▶ **EXERCISE MATERIAL**:
//! apache-exporter library
//!
//! This crate provides the core functionality for scraping the Apache httpd
//! mod_status page and exporting its values in Prometheus format.

pub mod cli;
pub mod collector;
pub mod config;
pub mod error;
pub mod exposition;
pub mod metrics;
pub mod server;

use anyhow::Result;
use tracing_subscriber::{
    filter::LevelFilter, layer::SubscriberExt, util::SubscriberInitExt, EnvFilter,
};

use cli::{LogFormat, LogLevel};

/// Initialize the logging subsystem
///
/// # Arguments
/// * `level` - Default log level; `RUST_LOG` takes precedence when set
/// * `format` - Plain text or JSON lines, written to stderr
///
/// # Errors
/// Returns an error if the logging system fails to initialize
pub fn init_logging(level: LogLevel, format: LogFormat) -> Result<()> {
    let default_level = LevelFilter::from_level(tracing::Level::from(level));
    let filter = EnvFilter::try_from_default_env()
        .unwrap_or_else(|_| EnvFilter::default().add_directive(default_level.into()));
    let registry = tracing_subscriber::registry().with(filter);

    let result = match format {
        LogFormat::Text => registry
            .with(tracing_subscriber::fmt::layer().with_writer(std::io::stderr))
            .try_init(),
        LogFormat::Json => registry
            .with(
                tracing_subscriber::fmt::layer()
                    .json()
                    .with_writer(std::io::stderr),
            )
            .try_init(),
    };

    result.map_err(|e| anyhow::anyhow!("Failed to initialize logging: {}", e))?;

    Ok(())
}
//! mod_status 본문 파서
//!
//! `Key: value` 형식의 줄 단위 텍스트를 필드로 분리합니다.

/// One `Key: value` line of a status body
#[derive(Debug, Clone, Copy, PartialEq, Eq)]
pub struct StatusField<'a> {
    /// Field name, matched case-sensitively
    pub key: &'a str,
    /// Raw value, may itself contain colons
    pub value: &'a str,
}

/// Split a line on its first colon, trimming both sides
///
/// Returns `None` for blank lines and lines without a colon.
pub fn split_kv(line: &str) -> Option<StatusField<'_>> {
    let (key, value) = line.split_once(':')?;
    let key = key.trim();
    if key.is_empty() {
        return None;
    }

    Some(StatusField {
        key,
        value: value.trim(),
    })
}

/// Iterate over the fields of a status body
pub fn fields(body: &str) -> impl Iterator<Item = StatusField<'_>> {
    body.split('\n').filter_map(split_kv)
}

▶ **WORK TO COMPLETE**:
Copy every line from the material in which the word "StatusField" can be found.

▶ **RESULT BELOW**:
pub struct StatusField<'a> {
pub fn split_kv(line: &str) -> Option<StatusField<'_>> {
    Some(StatusField {
pub fn fields(body: &str) -> impl Iterator<Item = StatusField<'_>> {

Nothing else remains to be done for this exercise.